Hi, I'm moving to Winchester/Stockbridge area shortly and looking for DIY livery in the area (Anywhere from Romsey to Winchester itself would probably work) for three horses at a relaxed yard. I need something that can offer the following:

1) Stable (though 24 hour turnout perhaps in summer)
2) Good turnout
3) Either a floodlit or indoor school (I ride in the evening during the week anywhere between 7-10pm, so this is critical)
4) Would like good hacking.
5) Occasional assistance (turnout/bring-in/muck out) would be a bonus - either by the yard itself or if you have a reliable person who comes to your yard.

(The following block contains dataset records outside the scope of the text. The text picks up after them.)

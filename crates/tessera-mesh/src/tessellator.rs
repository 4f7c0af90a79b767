//! Adaptive quadtree tessellation of the globe.

use std::sync::Arc;

use glam::DVec3;
use tessera_elevation::{ElevationModel, Error, Result};
use tessera_geo::{Angle, Ellipsoid, Sector};

use crate::frustum::Frustum;
use crate::geometry::{SharedGeometry, build_render_info};
use crate::rect_tile::RectTile;
use crate::render_info::RenderInfo;

/// Fraction of the eye distance a grid cell may span before its tile splits,
/// at a 90 degree field of view.
pub const DEFAULT_DETAIL_SCALE: f64 = 0.05;
/// Grid cells per tile side.
pub const DEFAULT_DENSITY: usize = 20;
/// Default byte budget of the mesh cache.
pub const DEFAULT_RENDER_INFO_CAPACITY: usize = 32 * 1024 * 1024;

#[derive(Debug, Clone, Copy, PartialEq)]
pub struct TessellatorSettings {
    /// Grid cells per tile side.
    pub density: usize,
    /// Top-level tiles along a meridian.
    pub num_lat: usize,
    /// Top-level tiles along the equator.
    pub num_lon: usize,
    pub detail_scale: f64,
    /// Deepest quadtree level ever produced, whatever the data supports.
    pub max_level_cap: usize,
    pub render_info_capacity: usize,
    pub ellipsoid: Ellipsoid,
}

impl Default for TessellatorSettings {
    fn default() -> Self {
        Self {
            density: DEFAULT_DENSITY,
            num_lat: 3,
            num_lon: 3,
            detail_scale: DEFAULT_DETAIL_SCALE,
            max_level_cap: 24,
            render_info_capacity: DEFAULT_RENDER_INFO_CAPACITY,
            ellipsoid: Ellipsoid::WGS84,
        }
    }
}

/// Counters for the most recent [`RectangularTessellator::tessellate`].
#[derive(Debug, Clone, Copy, Default, PartialEq, Eq)]
pub struct TessellationStats {
    /// Elevation tiles that became resident at the start of the frame.
    pub tiles_landed: usize,
    pub tiles_visited: usize,
    pub tiles_culled: usize,
    pub tiles_current: usize,
    pub meshes_built: usize,
    pub meshes_reused: usize,
}

/// Screen-space detail test for one frame.
#[derive(Debug, Clone, Copy)]
struct DetailMetrics {
    eye: DVec3,
    /// Cell size allowed per metre of eye distance.
    cell_per_distance: f64,
}

impl DetailMetrics {
    fn new(eye: DVec3, field_of_view: Angle, detail_scale: f64, detail_hint: f64) -> Self {
        Self {
            eye,
            cell_per_distance: field_of_view.tan_half_angle()
                * detail_scale
                * 10f64.powf(-detail_hint),
        }
    }

    /// True when a cell of `cell_size` metres centred near `center` is too
    /// coarse for its distance from the eye.
    fn should_split(&self, center: DVec3, cell_size: f64) -> bool {
        let distance = self.eye.distance(center);
        if distance <= 0.0 {
            return true;
        }
        cell_size > distance * self.cell_per_distance
    }
}

/// Selects and meshes the terrain tiles visible from a viewpoint.
///
/// The globe is divided into `num_lat × num_lon` top-level tiles. Each frame
/// every tile is culled against the view frustum, then either kept as
/// current or split into its four quadrants until its grid cells are small
/// enough for their distance from the eye, or it reaches the finest level
/// the elevation data supports.
///
/// Meshes are cached per sector and rebuilt only when they were built from
/// incomplete elevations and the model has gained tiles since.
#[derive(Debug)]
pub struct RectangularTessellator {
    model: Arc<ElevationModel>,
    settings: TessellatorSettings,
    top_level: Vec<Sector>,
    max_level: usize,
    geometry: SharedGeometry,
    current: Vec<RectTile>,
    stats: TessellationStats,
}

impl RectangularTessellator {
    /// Create a tessellator over `model`.
    ///
    /// Fails with [`Error::InvalidConfig`] when the density or the top-level
    /// grid is empty.
    pub fn new(model: Arc<ElevationModel>, settings: TessellatorSettings) -> Result<Self> {
        for (key, value) in [
            ("density", settings.density),
            ("num_lat", settings.num_lat),
            ("num_lon", settings.num_lon),
        ] {
            if value == 0 {
                return Err(Error::InvalidConfig {
                    key: key.to_string(),
                    detail: "must be at least 1".to_string(),
                });
            }
        }

        let top_level = top_level_sectors(settings.num_lat, settings.num_lon);
        let max_level = finest_supported_level(&model, &settings);

        tracing::info!(
            density = settings.density,
            top_level_tiles = top_level.len(),
            max_level,
            "created tessellator"
        );

        Ok(Self {
            model,
            geometry: SharedGeometry::new(settings.render_info_capacity),
            settings,
            top_level,
            max_level,
            current: Vec::new(),
            stats: TessellationStats::default(),
        })
    }

    #[must_use]
    pub fn model(&self) -> &Arc<ElevationModel> {
        &self.model
    }

    #[must_use]
    pub fn settings(&self) -> &TessellatorSettings {
        &self.settings
    }

    /// Deepest quadtree level tiles are split to.
    #[must_use]
    pub fn max_level(&self) -> usize {
        self.max_level
    }

    #[must_use]
    pub fn top_level_sectors(&self) -> &[Sector] {
        &self.top_level
    }

    /// Tiles selected by the last frame, in traversal order.
    #[must_use]
    pub fn current_tiles(&self) -> &[RectTile] {
        &self.current
    }

    #[must_use]
    pub fn stats(&self) -> TessellationStats {
        self.stats
    }

    #[must_use]
    pub fn geometry(&self) -> &SharedGeometry {
        &self.geometry
    }

    /// Forget every cached mesh, buffer and bounding box.
    pub fn clear_caches(&mut self) {
        self.geometry.clear();
    }

    /// Select the visible tiles for a frame, building any missing meshes.
    ///
    /// Finished elevation loads are picked up first. Tiles come back in
    /// depth-first order: top-level tiles south to north, west to east, and
    /// children south-west, south-east, north-west, north-east.
    pub fn tessellate(
        &mut self,
        eye: DVec3,
        field_of_view: Angle,
        frustum: &Frustum,
    ) -> Result<&[RectTile]> {
        self.stats = TessellationStats {
            tiles_landed: self.model.poll(),
            ..TessellationStats::default()
        };
        self.current.clear();

        let metrics = DetailMetrics::new(
            eye,
            field_of_view,
            self.settings.detail_scale,
            self.model.detail_hint(),
        );

        let mut stack: Vec<(Sector, usize)> =
            self.top_level.iter().rev().map(|sector| (*sector, 0)).collect();
        while let Some((sector, level)) = stack.pop() {
            self.stats.tiles_visited += 1;

            let bounds =
                self.geometry
                    .bounding_box(&self.model, &self.settings.ellipsoid, &sector);
            if !frustum.intersects_box(&bounds) {
                self.stats.tiles_culled += 1;
                continue;
            }

            if level < self.max_level && self.needs_split(&metrics, &sector) {
                stack.extend(sector.subdivide().into_iter().rev().map(|child| (child, level + 1)));
                continue;
            }

            let info = self.render_info(&sector)?;
            self.current.push(RectTile::new(sector, level, bounds, info));
        }
        self.stats.tiles_current = self.current.len();

        tracing::debug!(
            tiles = self.stats.tiles_current,
            culled = self.stats.tiles_culled,
            built = self.stats.meshes_built,
            landed = self.stats.tiles_landed,
            "tessellated"
        );
        Ok(self.current.as_slice())
    }

    /// Mesh for `sector` at the configured density, from the cache when it
    /// is still good.
    pub fn render_info(&mut self, sector: &Sector) -> Result<Arc<RenderInfo>> {
        let density = self.settings.density;
        if let Some(info) = self.geometry.render_info(density, sector) {
            if info.is_complete() || info.model_generation() == self.model.generation() {
                self.stats.meshes_reused += 1;
                return Ok(info);
            }
        }

        let indices = self.geometry.indices(density);
        let tex_coords = self.geometry.tex_coords(density);
        let info = Arc::new(build_render_info(
            &self.model,
            &self.settings.ellipsoid,
            sector,
            density,
            indices,
            tex_coords,
        )?);
        self.geometry.insert_render_info(Arc::clone(&info));
        self.stats.meshes_built += 1;
        tracing::trace!(%sector, complete = info.is_complete(), "built tile mesh");
        Ok(info)
    }

    /// Point on the rendered surface at a location.
    ///
    /// Interpolates the finest current tile containing the location; `None`
    /// when no current tile does.
    #[must_use]
    pub fn surface_point(&self, latitude: Angle, longitude: Angle) -> Option<DVec3> {
        self.current
            .iter()
            .filter(|tile| tile.contains(latitude, longitude))
            .max_by_key(|tile| tile.level())
            .map(|tile| tile.render_info().interpolate(latitude, longitude))
    }

    fn needs_split(&self, metrics: &DetailMetrics, sector: &Sector) -> bool {
        let ellipsoid = &self.settings.ellipsoid;
        let cell_size =
            sector.delta_lat().radians() / self.settings.density as f64 * ellipsoid.radius();
        let centroid = sector.centroid();
        let center = ellipsoid.geodetic_to_cartesian(centroid.latitude, centroid.longitude, 0.0);
        metrics.should_split(center, cell_size)
    }
}

/// The fixed top-level grid, south to north then west to east.
fn top_level_sectors(num_lat: usize, num_lon: usize) -> Vec<Sector> {
    let delta_lat = 180.0 / num_lat as f64;
    let delta_lon = 360.0 / num_lon as f64;
    (0..num_lat)
        .flat_map(|j| {
            let min_lat = -90.0 + delta_lat * j as f64;
            (0..num_lon).map(move |i| {
                let min_lon = -180.0 + delta_lon * i as f64;
                Sector::from_degrees(min_lat, min_lat + delta_lat, min_lon, min_lon + delta_lon)
            })
        })
        .collect()
}

/// Shallowest level whose grid cells are no larger than the model's finest
/// texels, capped by the settings.
fn finest_supported_level(model: &ElevationModel, settings: &TessellatorSettings) -> usize {
    let best = model.best_resolution();
    let mut cell = std::f64::consts::PI / settings.num_lat as f64 / settings.density as f64;
    let mut level = 0;
    while cell > best && level < settings.max_level_cap {
        cell /= 2.0;
        level += 1;
    }
    level
}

Any information or recommendations greatly appreciated!


----------



## Milkmaid (4 February 2013)

School Farm, Lockerly? Lovely yard. They have a web site  Most nice yards around here only offer part & full so you may be limited


----------



## DragonTheHorse (4 February 2013)

Milkmaid said:



			School Farm, Lockerly? Lovely yard. They have a web site  Most nice yards around here only offer part & full so you may be limited
		
Click to expand...

I do like the look of that one.  They don't have any space available 'til March and they're not 100% sure that they will have the space then.  Still going to pay them a visit as it could work out anyhow.


----------



## Milkmaid (4 February 2013)

Fingers crossed! If I think of anywhere else i'll let you know.


----------



## kerrieberry2 (4 February 2013)

look on preloved, I keep getting msgs from people in stockbridge who have livery yards!  its too far for me from the part of winch I'm in but they sound really nice!


----------



## Milkmaid (4 February 2013)

Is that for DIY Kerrieberry2?


----------



## LouandBee (4 February 2013)

Have you tried looking on NFED? Seem to remember a rather nice looking stud advertising on there recently. Good luck, finding space for three is tricky


----------



## kerrieberry2 (4 February 2013)

Milkmaid said:



			Is that for DIY Kerrieberry2?
		
Click to expand...

Hiya
I've inboxed you the info that I got from them on preloved, theres a contact number, but I was looking for DIY and they contacted me!


----------



## Milkmaid (5 February 2013)

Thanks KB2


----------



## DragonTheHorse (6 February 2013)

Thanks all for the advise; have been trawling NFED and will checkout preloved too; but lots of potentials already!


----------